Methods and materials
The study was approved by Jiangxi Mental Health Centre Ethics Committee, China, in accordance with the Declaration of Helsinki12. A written informed consent was obtained from all study participants after the nature of the procedures had been fully explained.
Participant enrollment began in February 2015 and ended in October 2015. A total of forty-three participants (twenty-two men and twenty-one women) aged 18-48 years were the inpatients from the psychiatric units in Jiangxi Mental Health Centre, China. These people were experiencing their first psychotic episode of schizophrenia diagnosed in accordance with criteria established in DSM-V13 and had not previously received any antipsychotic drug treatment.
The exclusion criteria included: any psychiatric disorder other than schizophrenia (according to DSM-V); history of any substance–related and addictive disorders met DSM-V criteria; a significant risk of committing suicide based on history or mental status exam; pregnant or lactating patients; specific systemic diseases; or other medical conditions such as diabetes mellitus, dyslipidemia, cardiovascular diseases, and hypertension; clinically significant abnormal laboratory test results, vital sign, or electrocardiogram findings.
Aripiprazole (Zhejiang Otsuka Pharmaceutical Co. Ltd., China, mean 20.0 mg/day) or olanzapine (Lilly del Caribe Inc., USA, mean 15.4 mg/day) monotherapy was not randomized but provided according to normal local clinical practice.
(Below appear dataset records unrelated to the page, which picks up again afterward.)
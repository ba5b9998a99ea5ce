use clap::Parser;
use colored::{control::set_override, Colorize};
use is_terminal::IsTerminal;
use tracing_subscriber::{layer::SubscriberExt, util::SubscriberInitExt, EnvFilter};

use codeshelf::cli::args::{Cli, Commands, CompletionsArgs, OutputFormat};
use codeshelf::cli::commands;
use codeshelf::config::Config;
use codeshelf::error::ShelfError;

fn main() {
    // Respect NO_COLOR environment variable (https://no-color.org/)
    // Also disable colors when stdout is not a terminal (for piping)
    if std::env::var("NO_COLOR").is_ok() || !std::io::stdout().is_terminal() {
        set_override(false);
    }

    if let Err(e) = run() {
        eprintln!("{}: {}", "error".red().bold(), e);
        std::process::exit(e.exit_code());
    }
}

fn init_logging(cli: &Cli) {
    let default_level = if cli.verbose {
        "debug"
    } else if cli.quiet {
        "error"
    } else {
        "warn"
    };

    tracing_subscriber::registry()
        .with(EnvFilter::try_from_default_env().unwrap_or_else(|_| EnvFilter::new(default_level)))
        .with(
            tracing_subscriber::fmt::layer()
                .with_target(false)
                .with_writer(std::io::stderr),
        )
        .init();
}

fn run() -> Result<(), ShelfError> {
    let cli = Cli::parse();
    init_logging(&cli);

    // Handle completions command early (no config needed)
    if let Commands::Completions(CompletionsArgs { shell }) = &cli.command {
        Cli::print_completions(*shell);
        return Ok(());
    }

    let mut config = Config::load()?;
    let format = cli
        .output
        .unwrap_or_else(|| OutputFormat::from_config(&config.output.format));

    let output = match &cli.command {
        Commands::Completions(_) => unreachable!(), // Handled above
        Commands::Config(args) => commands::config(&mut config, args, format)?,
        command => {
            let config = config.with_overrides(cli.root.as_deref(), cli.cache_dir.as_deref());

            match command {
                Commands::Categories => commands::categories(&config, format)?,
                Commands::List(args) => commands::list(&config, args, format)?,
                Commands::Show(args) => commands::show(&config, args, format)?,
                Commands::Cat(args) => commands::cat(&config, args, format)?,
                Commands::Download(args) => commands::download(&config, args, format)?,
                Commands::Search(args) => commands::search(&config, args, format)?,
                Commands::Keyword(args) => commands::keyword(&config, args, format)?,
                Commands::Cache(args) => commands::cache(&config, args, format)?,
                Commands::Config(_) | Commands::Completions(_) => unreachable!(),
            }
        }
    };

    if !output.is_empty() {
        println!("{output}");
    }

    Ok(())
}
//! Pure functions over the catalog and the conversion engine

pub(crate) mod args;
mod convert;
mod catalog;

pub use convert::{Convert, ToBase, Compatible, Formula};
pub use catalog::{ListCategories, SearchUnits, UnitInfo, FormatUnit};
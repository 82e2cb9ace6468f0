//! Dimensional analysis types
//!
//! Each quantity has dimensions represented as a 9-element exponent vector:
//! [length, mass, time, current, temperature, amount, luminosity, information, currency]
//!
//! Information and currency are not SI base quantities, but giving them their
//! own slots keeps bytes and dollars from ever converting into anything else.

use std::fmt;
use serde::{Serialize, Deserialize};

/// Number of base quantities tracked
pub const BASE_COUNT: usize = 9;

/// Represents the dimensions of a quantity as exponents of the base dimensions.
#[derive(Debug, Clone, Copy, PartialEq, Eq, Hash, Serialize, Deserialize)]
pub struct Dimension {
    pub exponents: [i32; BASE_COUNT],
}

impl Dimension {
    pub const DIMENSIONLESS: Dimension = Dimension::new([0, 0, 0, 0, 0, 0, 0, 0, 0]);

    /// Length [L]
    pub const LENGTH: Dimension = Dimension::new([1, 0, 0, 0, 0, 0, 0, 0, 0]);

    /// Mass [M]
    pub const MASS: Dimension = Dimension::new([0, 1, 0, 0, 0, 0, 0, 0, 0]);

    /// Time [T]
    pub const TIME: Dimension = Dimension::new([0, 0, 1, 0, 0, 0, 0, 0, 0]);

    /// Electric current [I]
    pub const CURRENT: Dimension = Dimension::new([0, 0, 0, 1, 0, 0, 0, 0, 0]);

    /// Temperature [Θ]
    pub const TEMPERATURE: Dimension = Dimension::new([0, 0, 0, 0, 1, 0, 0, 0, 0]);

    /// Information [B]
    pub const INFORMATION: Dimension = Dimension::new([0, 0, 0, 0, 0, 0, 0, 1, 0]);

    /// Currency [¤]
    pub const CURRENCY: Dimension = Dimension::new([0, 0, 0, 0, 0, 0, 0, 0, 1]);

    /// Velocity [L T^-1]
    pub const VELOCITY: Dimension = Dimension::new([1, 0, -1, 0, 0, 0, 0, 0, 0]);

    /// Energy [M L^2 T^-2]; torque shares it
    pub const ENERGY: Dimension = Dimension::new([2, 1, -2, 0, 0, 0, 0, 0, 0]);

    /// Power [M L^2 T^-3]
    pub const POWER: Dimension = Dimension::new([2, 1, -3, 0, 0, 0, 0, 0, 0]);

    /// Pressure [M L^-1 T^-2]
    pub const PRESSURE: Dimension = Dimension::new([-1, 1, -2, 0, 0, 0, 0, 0, 0]);

    /// Area [L^2]
    pub const AREA: Dimension = Dimension::new([2, 0, 0, 0, 0, 0, 0, 0, 0]);

    /// Volume [L^3]
    pub const VOLUME: Dimension = Dimension::new([3, 0, 0, 0, 0, 0, 0, 0, 0]);

    /// Frequency [T^-1]
    pub const FREQUENCY: Dimension = Dimension::new([0, 0, -1, 0, 0, 0, 0, 0, 0]);

    /// Density [M L^-3]
    pub const DENSITY: Dimension = Dimension::new([-3, 1, 0, 0, 0, 0, 0, 0, 0]);

    /// Volumetric flow [L^3 T^-1]
    pub const FLOW: Dimension = Dimension::new([3, 0, -1, 0, 0, 0, 0, 0, 0]);

    /// Voltage [M L^2 T^-3 I^-1]
    pub const VOLTAGE: Dimension = Dimension::new([2, 1, -3, -1, 0, 0, 0, 0, 0]);

    /// Resistance [M L^2 T^-3 I^-2]
    pub const RESISTANCE: Dimension = Dimension::new([2, 1, -3, -2, 0, 0, 0, 0, 0]);

    /// Conductance [M^-1 L^-2 T^3 I^2]
    pub const CONDUCTANCE: Dimension = Dimension::new([-2, -1, 3, 2, 0, 0, 0, 0, 0]);

    /// Capacitance [M^-1 L^-2 T^4 I^2]
    pub const CAPACITANCE: Dimension = Dimension::new([-2, -1, 4, 2, 0, 0, 0, 0, 0]);

    /// Inductance [M L^2 T^-2 I^-2]
    pub const INDUCTANCE: Dimension = Dimension::new([2, 1, -2, -2, 0, 0, 0, 0, 0]);

    pub const fn new(exponents: [i32; BASE_COUNT]) -> Self {
        Dimension { exponents }
    }

    pub fn is_dimensionless(&self) -> bool {
        self.exponents.iter().all(|&e| e == 0)
    }

    /// Multiply dimensions (add exponents)
    pub fn multiply(&self, other: &Dimension) -> Dimension {
        let mut result = [0i32; BASE_COUNT];
        for (i, slot) in result.iter_mut().enumerate() {
            *slot = self.exponents[i] + other.exponents[i];
        }
        Dimension { exponents: result }
    }

    /// Divide dimensions (subtract exponents)
    pub fn divide(&self, other: &Dimension) -> Dimension {
        let mut result = [0i32; BASE_COUNT];
        for (i, slot) in result.iter_mut().enumerate() {
            *slot = self.exponents[i] - other.exponents[i];
        }
        Dimension { exponents: result }
    }

    /// Get the dimension name if it matches a known dimension
    pub fn name(&self) -> Option<&'static str> {
        match *self {
            Dimension::DIMENSIONLESS => Some("dimensionless"),
            Dimension::LENGTH => Some("length"),
            Dimension::MASS => Some("mass"),
            Dimension::TIME => Some("time"),
            Dimension::CURRENT => Some("current"),
            Dimension::TEMPERATURE => Some("temperature"),
            Dimension::INFORMATION => Some("information"),
            Dimension::CURRENCY => Some("currency"),
            Dimension::VELOCITY => Some("velocity"),
            Dimension::ENERGY => Some("energy"),
            Dimension::POWER => Some("power"),
            Dimension::PRESSURE => Some("pressure"),
            Dimension::AREA => Some("area"),
            Dimension::VOLUME => Some("volume"),
            Dimension::FREQUENCY => Some("frequency"),
            Dimension::DENSITY => Some("density"),
            Dimension::FLOW => Some("volumetric flow"),
            Dimension::VOLTAGE => Some("voltage"),
            Dimension::RESISTANCE => Some("resistance"),
            Dimension::CONDUCTANCE => Some("conductance"),
            Dimension::CAPACITANCE => Some("capacitance"),
            Dimension::INDUCTANCE => Some("inductance"),
            _ => None,
        }
    }
}

impl fmt::Display for Dimension {
    fn fmt(&self, f: &mut fmt::Formatter<'_>) -> fmt::Result {
        let names = ["L", "M", "T", "I", "Θ", "N", "J", "B", "¤"];
        let mut parts = Vec::new();

        for (i, &exp) in self.exponents.iter().enumerate() {
            if exp != 0 {
                if exp == 1 {
                    parts.push(names[i].to_string());
                } else {
                    parts.push(format!("{}^{}", names[i], exp));
                }
            }
        }

        if parts.is_empty() {
            write!(f, "1")
        } else {
            write!(f, "{}", parts.join(" "))
        }
    }
}

impl Default for Dimension {
    fn default() -> Self {
        Self::DIMENSIONLESS
    }
}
Participants were divided into four groups according to their type of drug usage and sex: female aripiprazole (FA), male aripiprazole (MA), female olanzapine (FO), and male olanzapine (MO). The primary concerns in present study were the comparison on mean changes in metabolic parameters from the baseline (i.e., prior to starting either aripiprazole or olanzapine treatment) to the fourth, eighth, and twelfth weekend after starting the treatment in the four cohorts, including the body mass index (BMI), triglyceride (TG), total cholesterol (TC), high density lipoprotein cholesterol (HDL), low density lipoprotein cholesterol (LDL), and fasting glucose (FG).
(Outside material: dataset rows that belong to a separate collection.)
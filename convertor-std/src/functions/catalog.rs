//! Catalog functions: list_categories, search_units, unit_info, format_unit

use convertor_plugin::prelude::*;
use convertor_units::{categories, category, format_unit, search, UNITS};
use crate::values::{category_value, unit_value};
use super::args::{expect_args, text_arg};

// ============ list_categories ============

pub struct ListCategories;

static LIST_CATEGORIES_ARGS: [ArgMeta; 1] = [
    ArgMeta::optional("category", "Text", "Only this category (name or label)", "all"),
];

static LIST_CATEGORIES_EXAMPLES: [&str; 2] = [
    "list_categories() → [{name: \"Length\", units: [...]}, ...]",
    "list_categories(\"Speed\") → [{name: \"Speed\", ...}]",
];

static LIST_CATEGORIES_RELATED: [&str; 2] = ["search_units", "unit_info"];

impl FunctionPlugin for ListCategories {
    fn meta(&self) -> FunctionMeta {
        FunctionMeta {
            name: "list_categories",
            description: "List unit categories with their units, in display order",
            usage: "list_categories(category?)",
            args: &LIST_CATEGORIES_ARGS,
            returns: "List<Object>",
            examples: &LIST_CATEGORIES_EXAMPLES,
            category: "catalog",
            related: &LIST_CATEGORIES_RELATED,
        }
    }

    fn call(&self, args: &[Value], _ctx: &SessionContext) -> Value {
        match args.len() {
            0 => Value::List(categories().iter().map(category_value).collect()),
            1 => {
                let name = match text_arg("list_categories", args, 0, "category") {
                    Ok(s) => s,
                    Err(e) => return Value::Error(e),
                };
                match category(name) {
                    Some(c) => Value::List(vec![category_value(c)]),
                    None => Value::Error(ConvertorError::unknown_category(name)),
                }
            }
            n => Value::Error(ConvertorError::arg_count("list_categories", 1, n)),
        }
    }
}

// ============ search_units ============

pub struct SearchUnits;

static SEARCH_ARGS: [ArgMeta; 1] = [
    ArgMeta::required("query", "Text", "Substring of a category label or unit id"),
];

static SEARCH_EXAMPLES: [&str; 2] = [
    "search_units(\"meter\") → Length, Volume, Speed, Area, Torque, Density, Airflow",
    "search_units(\"xyz\") → []",
];

static SEARCH_RELATED: [&str; 2] = ["list_categories", "unit_info"];

impl FunctionPlugin for SearchUnits {
    fn meta(&self) -> FunctionMeta {
        FunctionMeta {
            name: "search_units",
            description: "Find categories whose label or units contain the query, ignoring case",
            usage: "search_units(query)",
            args: &SEARCH_ARGS,
            returns: "List<Object>",
            examples: &SEARCH_EXAMPLES,
            category: "catalog",
            related: &SEARCH_RELATED,
        }
    }

    fn call(&self, args: &[Value], _ctx: &SessionContext) -> Value {
        if let Err(e) = expect_args("search_units", args, 1) {
            return Value::Error(e);
        }
        let query = match text_arg("search_units", args, 0, "query") {
            Ok(s) => s,
            Err(e) => return Value::Error(e),
        };

        Value::List(search(query).into_iter().map(category_value).collect())
    }
}

// ============ unit_info ============

pub struct UnitInfo;

static UNIT_INFO_ARGS: [ArgMeta; 1] = [
    ArgMeta::required("unit", "Text", "Unit id, symbol or name"),
];

static UNIT_INFO_EXAMPLES: [&str; 2] = [
    "unit_info(\"ft\") → {id: \"feet\", category: \"Length\", base_unit: \"meters\", ...}",
    "unit_info(\"°C\") → {id: \"celsius\", base_unit: \"kelvin\", ...}",
];

static UNIT_INFO_RELATED: [&str; 2] = ["search_units", "to_base"];

impl FunctionPlugin for UnitInfo {
    fn meta(&self) -> FunctionMeta {
        FunctionMeta {
            name: "unit_info",
            description: "Describe a unit: id, display name, symbol, category, dimension and base unit",
            usage: "unit_info(unit)",
            args: &UNIT_INFO_ARGS,
            returns: "Object",
            examples: &UNIT_INFO_EXAMPLES,
            category: "catalog",
            related: &UNIT_INFO_RELATED,
        }
    }

    fn call(&self, args: &[Value], _ctx: &SessionContext) -> Value {
        if let Err(e) = expect_args("unit_info", args, 1) {
            return Value::Error(e);
        }
        let name = match text_arg("unit_info", args, 0, "unit") {
            Ok(s) => s,
            Err(e) => return Value::Error(e),
        };

        match UNITS.get(name) {
            Some(unit) => unit_value(unit),
            None => Value::Error(ConvertorError::unknown_unit(name)),
        }
    }
}

// ============ format_unit ============

pub struct FormatUnit;

static FORMAT_UNIT_ARGS: [ArgMeta; 1] = [
    ArgMeta::required("unit", "Text", "Unit identifier"),
];

static FORMAT_UNIT_EXAMPLES: [&str; 2] = [
    "format_unit(\"nautical_miles\") → \"Nautical Miles\"",
    "format_unit(\"USD\") → \"USD\"",
];

static FORMAT_UNIT_RELATED: [&str; 1] = ["unit_info"];

impl FunctionPlugin for FormatUnit {
    fn meta(&self) -> FunctionMeta {
        FunctionMeta {
            name: "format_unit",
            description: "Display name of a unit identifier",
            usage: "format_unit(unit)",
            args: &FORMAT_UNIT_ARGS,
            returns: "Text",
            examples: &FORMAT_UNIT_EXAMPLES,
            category: "catalog",
            related: &FORMAT_UNIT_RELATED,
        }
    }

    fn call(&self, args: &[Value], _ctx: &SessionContext) -> Value {
        if let Err(e) = expect_args("format_unit", args, 1) {
            return Value::Error(e);
        }
        match text_arg("format_unit", args, 0, "unit") {
            Ok(s) => Value::Text(format_unit(s)),
            Err(e) => Value::Error(e),
        }
    }
}

#[cfg(test)]
mod tests {
    use super::*;
    use std::sync::Arc;

    fn ctx() -> SessionContext {
        SessionContext::with_defaults(Arc::new(PluginRegistry::new()))
    }

    fn text(s: &str) -> Value {
        Value::Text(s.to_string())
    }

    #[test]
    fn test_list_categories() {
        let result = ListCategories.call(&[], &ctx());
        let list = result.as_list().unwrap();
        assert_eq!(list.len(), 17);
        assert_eq!(list[0].get("name"), text("Length"));
        assert_eq!(list[16].get("name"), text("Currency"));

        let units = list[2].get("units");
        assert_eq!(units.as_list().unwrap()[0], text("celsius"));
    }

    #[test]
    fn test_list_single_category() {
        let result = ListCategories.call(&[text("speed")], &ctx());
        assert_eq!(result.as_list().unwrap()[0].get("name"), text("Speed"));

        let result = ListCategories.call(&[text("Colors")], &ctx());
        assert_eq!(result.as_error().unwrap().code, codes::UNKNOWN_CATEGORY);
    }

    #[test]
    fn test_search_units() {
        let result = SearchUnits.call(&[text("GIGA")], &ctx());
        let names: Vec<Value> = result.as_list().unwrap().iter().map(|c| c.get("name")).collect();
        assert_eq!(names, vec![text("Data"), text("Frequency")]);

        let result = SearchUnits.call(&[text("xyz")], &ctx());
        assert_eq!(result, Value::List(vec![]));
    }

    #[test]
    fn test_unit_info() {
        let info = UnitInfo.call(&[text("ft")], &ctx());
        assert_eq!(info.get("id"), text("feet"));
        assert_eq!(info.get("category"), text("Length"));
        assert_eq!(info.get("base_unit"), text("meters"));
        assert_eq!(info.get("dimension"), text("length"));

        let info = UnitInfo.call(&[text("gigabytes")], &ctx());
        assert_eq!(info.get("base_unit"), Value::Null);

        let info = UnitInfo.call(&[text("parsecs")], &ctx());
        assert_eq!(info.as_error().unwrap().code, codes::UNKNOWN_UNIT);
    }

    #[test]
    fn test_format_unit() {
        assert_eq!(FormatUnit.call(&[text("nautical_miles")], &ctx()), text("Nautical Miles"));
        assert_eq!(FormatUnit.call(&[text("USD")], &ctx()), text("USD"));
    }
}
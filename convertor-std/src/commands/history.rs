//! history and clear_history

use convertor_plugin::prelude::*;
use crate::functions::args::expect_args;
use crate::values::history_value;

pub struct History;

static HISTORY_EXAMPLES: [&str; 1] = [
    "history() → [{timestamp: \"2024-05-01 09:30:00\", summary: \"5 Kilometers → 3.1 Miles\", ...}]",
];

impl CommandPlugin for History {
    fn meta(&self) -> CommandMeta {
        CommandMeta {
            name: "history",
            description: "The last ten recorded conversions, newest first",
            args: &[],
            examples: &HISTORY_EXAMPLES,
        }
    }

    fn execute(&self, args: &[Value], ctx: &mut SessionContext) -> Value {
        if let Err(e) = expect_args("history", args, 0) {
            return Value::Error(e);
        }
        Value::List(ctx.session.history().iter().map(history_value).collect())
    }
}

pub struct ClearHistory;

impl CommandPlugin for ClearHistory {
    fn meta(&self) -> CommandMeta {
        CommandMeta {
            name: "clear_history",
            description: "Forget every recorded conversion; returns how many were dropped",
            args: &[],
            examples: &["clear_history() → 3"],
        }
    }

    fn execute(&self, args: &[Value], ctx: &mut SessionContext) -> Value {
        if let Err(e) = expect_args("clear_history", args, 0) {
            return Value::Error(e);
        }
        let dropped = ctx.session.history().len();
        ctx.session.clear_history();
        Value::Number(dropped as f64)
    }
}

#[cfg(test)]
mod tests {
    use super::*;
    use std::sync::Arc;
    use convertor_session::ConversionRequest;

    #[test]
    fn test_history_newest_first() {
        let mut ctx = SessionContext::with_defaults(Arc::new(PluginRegistry::new()));
        ctx.session.convert(&ConversionRequest::new(5.0, "kilometers", "miles")).unwrap();
        ctx.session.convert(&ConversionRequest::new(1.0, "days", "hours")).unwrap();

        let history = History.execute(&[], &mut ctx);
        let entries = history.as_list().unwrap();
        assert_eq!(entries.len(), 2);
        assert_eq!(entries[0].get("from_unit"), Value::from("days"));
        assert_eq!(entries[1].get("summary"), Value::from("5 Kilometers → 3.1 Miles"));
    }

    #[test]
    fn test_clear_history() {
        let mut ctx = SessionContext::with_defaults(Arc::new(PluginRegistry::new()));
        ctx.session.convert(&ConversionRequest::new(1.0, "days", "hours")).unwrap();

        assert_eq!(ClearHistory.execute(&[], &mut ctx), Value::Number(1.0));
        assert_eq!(History.execute(&[], &mut ctx), Value::List(vec![]));
    }
}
All forty-three participants remained hospitalized for the entirety of their participation to observe uniform clinical and environmental characteristics of the cohorts. They received dietetically balanced hospital meals (daily energy intake: men 10.5 MJ (2,500 kcal), women 9.2 MJ (2,200 kcal)), had occasionally access to meals brought by relatives other than being required to attend group, and had the opportunity for two hours’ physical exercise each day. No patient was concurrently treated with any other drug known to affect serum glucose or lipid concentrations or appetite throughout the whole study period, also at least one continuous 6-month period before enrollment. Only trihexyphenidyl for extrapyramidal symptoms or lorazepam for insomnia or agitation was allowed as needed.
Height and weight were measured, and BMI was calculated for all patients. All patients were rated using the Positive and Negative Syndrome Scale14 for their clinical psychotic symptoms by the senior psychiatrist trained in its use, with an acceptable minimum score of sixty on admission.
Whole venous blood samples were drawn at the early morning of the study days after overnight fasting. The fasting serum glucose and lipids were analyzed by enzymatic procedure for TC, TG and FG, by direct measurement for both HDL and LDL applying the AU680 Chemistry Analyzer (Beckman Coulter, Inc. USA) in the standard clinical biochemistry laboratory.
Descriptive statistics were computed for the basic demographic and clinical variables. A post hoc longitudinal repeated-measures analyses were performed for the mean change from baseline to each specified postbaseline visit in the dependent variable (i.e., BMI, glucose and lipid) measures between-drug and within-drug, as well as between-sex and within-sex with Generalized Additive Mixed Model (GAMM), an ideal method analyzing non-normal longitudinal data given the fact that the residuals, but not the dependent variable, are required to meet the Gaussian distribution in this model. In GAMM, the main effect of treatment time, the interaction terms of either treatment time × antipsychotic drug or treatment time × sex on the evolution of continuous metabolic parameters were evaluated. Because the residual analysis of the raw datum for BMI failed to met the Gaussian distribution, we took the normalized data into the GAMM. The statistical powers of the different sample size drawing different inference were presented in Stable 1 to Stable 2 from online supplementary content (available upon request to the authors).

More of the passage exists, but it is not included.